Birds & Bees Lesson #4: Anatomy of a Womb

The other night we were lying in bed talking (I have been trying to do this more with Lu, because I think she might have a lot on her mind, and it's about to get very hard to listen). She was yelling at my belly (to Lemon) and was insistent that she heard a response. I explained that Lemon can't make noise in there, because there's no air, only water, and that Lemon doesn't breathe, comparing it to an amphibian, which may have further confused things. Ultimately, I left at it the umbilical cord, more or less.

I said, "Everybody has a place on their body that shows where their umbilical cord was attached to their mommy. Can you guess what it is?"

"Their VAGINA!"

"No, babe, their belly button."

Understanding, let alone explaining, the miraculous science project of pregnancy is a little beyond my pay grade, but I try.

Developing Social Conscience

On our way home Saturday evening, we saw a homeless guy panhandling at an intersection near the house. It's a regular spot for panhandlers, and they often sleep under the bridge there at 2222 and Mopac, unless the police are rounding them up and taking them to jail, which they must have been doing lately because until tonight, we hadn't seen any this summer.

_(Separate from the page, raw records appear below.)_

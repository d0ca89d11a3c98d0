//! The scoped term cache.
//!
//! A generic key-value store with a write timestamp per entry. TTL semantics
//! are applied by the index builder, not the store; concurrent builds racing
//! to write the same scope follow last-write-wins, and callers needing
//! stronger guarantees serialize calls themselves.

use std::collections::HashMap;
use std::sync::Mutex;
use std::sync::atomic::{AtomicUsize, Ordering};
use std::time::{Duration, SystemTime};

use async_trait::async_trait;
use termy_core::Term;

/// One cached value: the terms of a scope plus when they were written.
#[derive(Debug, Clone, PartialEq)]
pub struct CacheEntry {
    pub terms: Vec<Term>,
    pub written_at: SystemTime,
}

impl CacheEntry {
    /// Whether the entry is older than `ttl` as of `now`. Entries with a
    /// write timestamp in the future are not expired.
    pub fn is_expired(&self, ttl: Duration, now: SystemTime) -> bool {
        match now.duration_since(self.written_at) {
            Ok(age) => age >= ttl,
            Err(_) => false,
        }
    }
}

/// Scoped key-value store for term indexes.
///
/// Keys are opaque scope strings supplied by the caller (typically
/// `owner/repo/branch`). The key space is small, so no eviction is required.
#[async_trait]
pub trait TermCache: Send + Sync {
    async fn get(&self, key: &str) -> Option<CacheEntry>;
    async fn set(&self, key: &str, terms: Vec<Term>, written_at: SystemTime);
    async fn delete(&self, key: &str);
}

/// In-memory [`TermCache`] with call counters.
#[derive(Debug, Default)]
pub struct MemoryCache {
    entries: Mutex<HashMap<String, CacheEntry>>,
    get_calls: AtomicUsize,
    set_calls: AtomicUsize,
}

impl MemoryCache {
    pub fn new() -> Self {
        Self::default()
    }

    /// Number of `get` calls so far.
    pub fn get_calls(&self) -> usize {
        self.get_calls.load(Ordering::Relaxed)
    }

    /// Number of `set` calls so far.
    pub fn set_calls(&self) -> usize {
        self.set_calls.load(Ordering::Relaxed)
    }
}

#[async_trait]
impl TermCache for MemoryCache {
    async fn get(&self, key: &str) -> Option<CacheEntry> {
        self.get_calls.fetch_add(1, Ordering::Relaxed);
        self.entries.lock().unwrap().get(key).cloned()
    }

    async fn set(&self, key: &str, terms: Vec<Term>, written_at: SystemTime) {
        self.set_calls.fetch_add(1, Ordering::Relaxed);
        self.entries
            .lock()
            .unwrap()
            .insert(key.to_string(), CacheEntry { terms, written_at });
    }

    async fn delete(&self, key: &str) {
        self.entries.lock().unwrap().remove(key);
    }
}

Lucy and I have talked about panhandlers as "people who need help," and we have given these guys everything from bottled water to restaurant leftovers to popsicles. But Saturday was a new level of concern on her part. We were a lane away from him, with a big truck in between, so I couldn't safely get over to give him anything. I told her I'd go back after we put her to bed, and she insisted, "No, Mom, what if he's not there? It will be dark, go back right now."

She suggested I give him chocolate cake, which I did, along with a sandwich, some chips, a juice box, cold water, and some wet-naps. I drove back to the spot and handed him the plastic bag. The light was long enough for us to visit a little: I found out that he'd been on the street for two and a half years, he mostly lived under the bridge at 183 and Burnet, he had a bike, he'd been to jail a few times for being on the street, but they never kept him more than 3 or 4 hours. He had on a fake Gucci fedora and very dirty clothes, and he had a pretty bad facial tic.

I asked him if he was okay. He said, "Yeah, y'all take good care of me." He shook my hand and I drove away.

When I got home, Lucy wanted to know everything. Did he have a house? Where would he sleep? Where was his family? Were his mom and dad dead? Would we ever not have a house? Could he sleep on our soft grass? Was there soft grass under the bridge? Did he ride his bike on Mopac? What was his name?

I couldn't answer all of her questions, even the simple ones, but I did my best. I felt bad that I didn't know his name. Next time, I'll ask.

I Am So Hot

And not in the good way. I have been out of the Cute Phase for at least a month, and am now into the Sweaty Beast Phase. Parts of my body touch other parts of my body that aren't meant to touch. Making me sweaty and uncomfortable and unpleasant. I pretty much look like the Venus of Willendorf now, except that she's made of limestone and in a climate-controlled museum somewhere and therefore is not sweaty.

R.I.P. M.J.


When I was 10 years old and already obsessed with Thriller, the top item on my Christmas list was any tape by Michael Jackson. A few days before Christmas at my dad and stepmom's house, a gift-wrapped cassette taunted me from under the tree. I broke down and decided to sneak a peek: it was "Off the Wall," with a handsome, sly Michael Jackson smiling at me (the peak of his unmarred beauty). I swooned. I was so thrilled and nervous that when I went to rewrap the present, I couldn't find the Scotch tape and had to rewrap it with masking tape. This did not go unnoticed. As punishment, my receipt of "Off the Wall" was delayed for a few agonizing weeks.

As I wrote a while back, I played both "Thriller" and "Off the Wall" until the tapes died back then, and the music moves me still. He was long gone to many of us, but the loss of Michael Jackson's genius is sad nonetheless.

Oh Yeah, I'm Pregnant

Pregnancy starts out as a pretty abstract construct. You spend several months worrying about it, concealing it, searching for reassurance of it. Soon enough, you have some nice, round proof, sweet reminders every once in while, but it's just an idea.

And suddenly, it's for real. For real, for real. That reality struck me when Lucy and I measured one of her babies — an infant-sized, healthy-looking thing — and determined that Lemon is a little bigger than that baby. Every so often, I hold that doll up to my abdomen to get a sense of where Lemon is and what's going on in there. Totally weird.